Revocable Living Trusts: Are They Worth the Hype?

Thursday, September 22, 2016

In many states, the use of a Revocable Living Trust has become increasingly popular as a viable estate planning option. But in Maryland, the ease of the probate process, among many other reasons, makes this option usually not worth the hype, money or time.

A Revocable Living Trust is a written document that contains provisions of how to hold, manage, and distribute property during your life and after your death. It is revocable, meaning that even though assets are transferred (or re-titled) to the living trust, the person who creates the trust, the grantor, can get his or her property back by revoking the Trust during his or her lifetime. The persons who manages the assets in the Trust is the Trustee and this is almost always the grantor during his or her lifetime. The primary purpose of a Revocable Living Trust is to avoid probate. It is most popular in states with probate systems which are expensive and time consuming.

In Maryland, the advantages of having a Revocable Living Trust are typically outweighed by other estate planning alternatives and the ease of the Maryland probate system. After a person's death and once the probate documents are filed in Maryland, a personal representative can be appointed within days and the Letters of Administration can be used to access funds and manage probate assets. In addition, the costs associated with probating an estate are modest with probate fees depending on the size of the probate estate. For example, an estate of $200,000 would have a probate fee of$400.00. Unless there is some complicating matter, many estates can be closed after 6 months which is the period that creditors have to make claims against the estate.

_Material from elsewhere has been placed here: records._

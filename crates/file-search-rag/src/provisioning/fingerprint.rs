//! Local vs. remote document fingerprints

use base64::Engine;
use sha2::{Digest, Sha256};
use std::path::Path;

use crate::error::Result;

/// SHA-256 of a local file
pub async fn sha256_file(path: &Path) -> Result<[u8; 32]> {
    let data = tokio::fs::read(path).await?;
    Ok(Sha256::digest(&data).into())
}

/// Whether the API's `sha256Hash` describes `digest`
///
/// The field is base64; depending on the API surface the encoded bytes are
/// either the raw digest or its lowercase hex form, so both are accepted.
pub fn matches_remote_hash(digest: &[u8; 32], remote: &str) -> bool {
    let engine = base64::engine::general_purpose::STANDARD;
    let raw = engine.encode(digest);
    let hex_form = engine.encode(hex::encode(digest));
    remote == raw || remote == hex_form
}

Despite the ease of the Maryland probate process, many who have heard of the evils of probate will still insist on a Revocable Living Trust, and for them, the following information should assist them with making an informed decision.


  1. Avoiding Probate

    Upon your death, assets that were titled in the Revocable Living Trust pass directly to the Trust without going through probate. This is particularly important if you own real estate in more than one state because without a trust, your loved ones would have to open a probate estate in each state real property is located. In addition, a Revocable Living Trust allows immediate access to bank accounts titled in the Trust after your passing, instead of waiting for the documentation from the probate estate to gain access to the account(s). Lastly, the decedent's affairs could theoretically be finalized in weeks or months as there is no 6 month creditor claims period. Note that this may in fact also be construed as a disadvantage because creditors may have three years to file a claim against assets that were in the trust.

  2. Management of Assets

    Should you become ill or incapacitated, some argue that it is easier to manage Trust accounts versus accounts in your individual name. If your assets are held in a trust account and you become incapacitated, the Trust document outlines the Trustee's power with regard to managing your assets. Financial institutions will require your trustee to provide a copy of the Trust Agreement.

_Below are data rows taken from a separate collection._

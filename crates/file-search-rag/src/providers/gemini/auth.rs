//! Gemini API key authentication
//!
//! The key travels as the `x-goog-api-key` header on every request.

use reqwest::header::{HeaderMap, HeaderValue};
use std::time::Duration;

use crate::config::GeminiConfig;
use crate::error::{Error, Result};

const API_KEY_HEADER: &str = "x-goog-api-key";

/// API key credentials
pub struct ApiKeyAuth {
    api_key: String,
}

impl ApiKeyAuth {
    /// Take the key from configuration
    pub fn from_config(config: &GeminiConfig) -> Result<Self> {
        match config.api_key.as_deref().map(str::trim) {
            Some(key) if !key.is_empty() => Ok(Self {
                api_key: key.to_string(),
            }),
            _ => Err(Error::Config(
                "Gemini API key missing: set GEMINI_API_KEY or GOOGLE_API_KEY".to_string(),
            )),
        }
    }

    /// Create HTTP client with auth headers
    ///
    /// Without a timeout a stalled request blocks its caller indefinitely.
    pub fn authorized_client(&self, timeout: Option<Duration>) -> Result<reqwest::Client> {
        let mut value = HeaderValue::from_str(&self.api_key)
            .map_err(|e| Error::Config(format!("Invalid API key: {}", e)))?;
        value.set_sensitive(true);

        let mut headers = HeaderMap::new();
        headers.insert(API_KEY_HEADER, value);

        let mut builder = reqwest::Client::builder().default_headers(headers);
        if let Some(timeout) = timeout {
            builder = builder.timeout(timeout);
        }

        builder
            .build()
            .map_err(|e| Error::Config(format!("Failed to build HTTP client: {}", e)))
    }
}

    For accounts held in your individual name, a properly executed Power of Attorney will allow your agent to control those assets. Although recent changes in the Maryland law regarding Powers of Attorney should make it easier to use a Power of Attorney, some may still find it difficult to use POAs with certain financial institutions.

  3. Privacy

    Unlike a Last Will and Testament, upon your death a Revocable Living Trust is not public record. Therefore, information as to what you owned and how you dispose of those assets are private. Thus, your beneficiaries and the amounts they receive are not available for public scrutiny.

  4. Avoiding Multi State Probate

    The most compelling reason for a Revocable Living Trust is to avoid probate in multiple states if you own real estate outside of your home state. In this instance, your Last Will and Testament must generally be probated in your home state and the state for which you own real property, a process which is called "Ancillary Probate." If your real property is titled in your Living Trust, this will not be necessary. Your real property can be distributed by your Trustee, upon death, no matter where it is located.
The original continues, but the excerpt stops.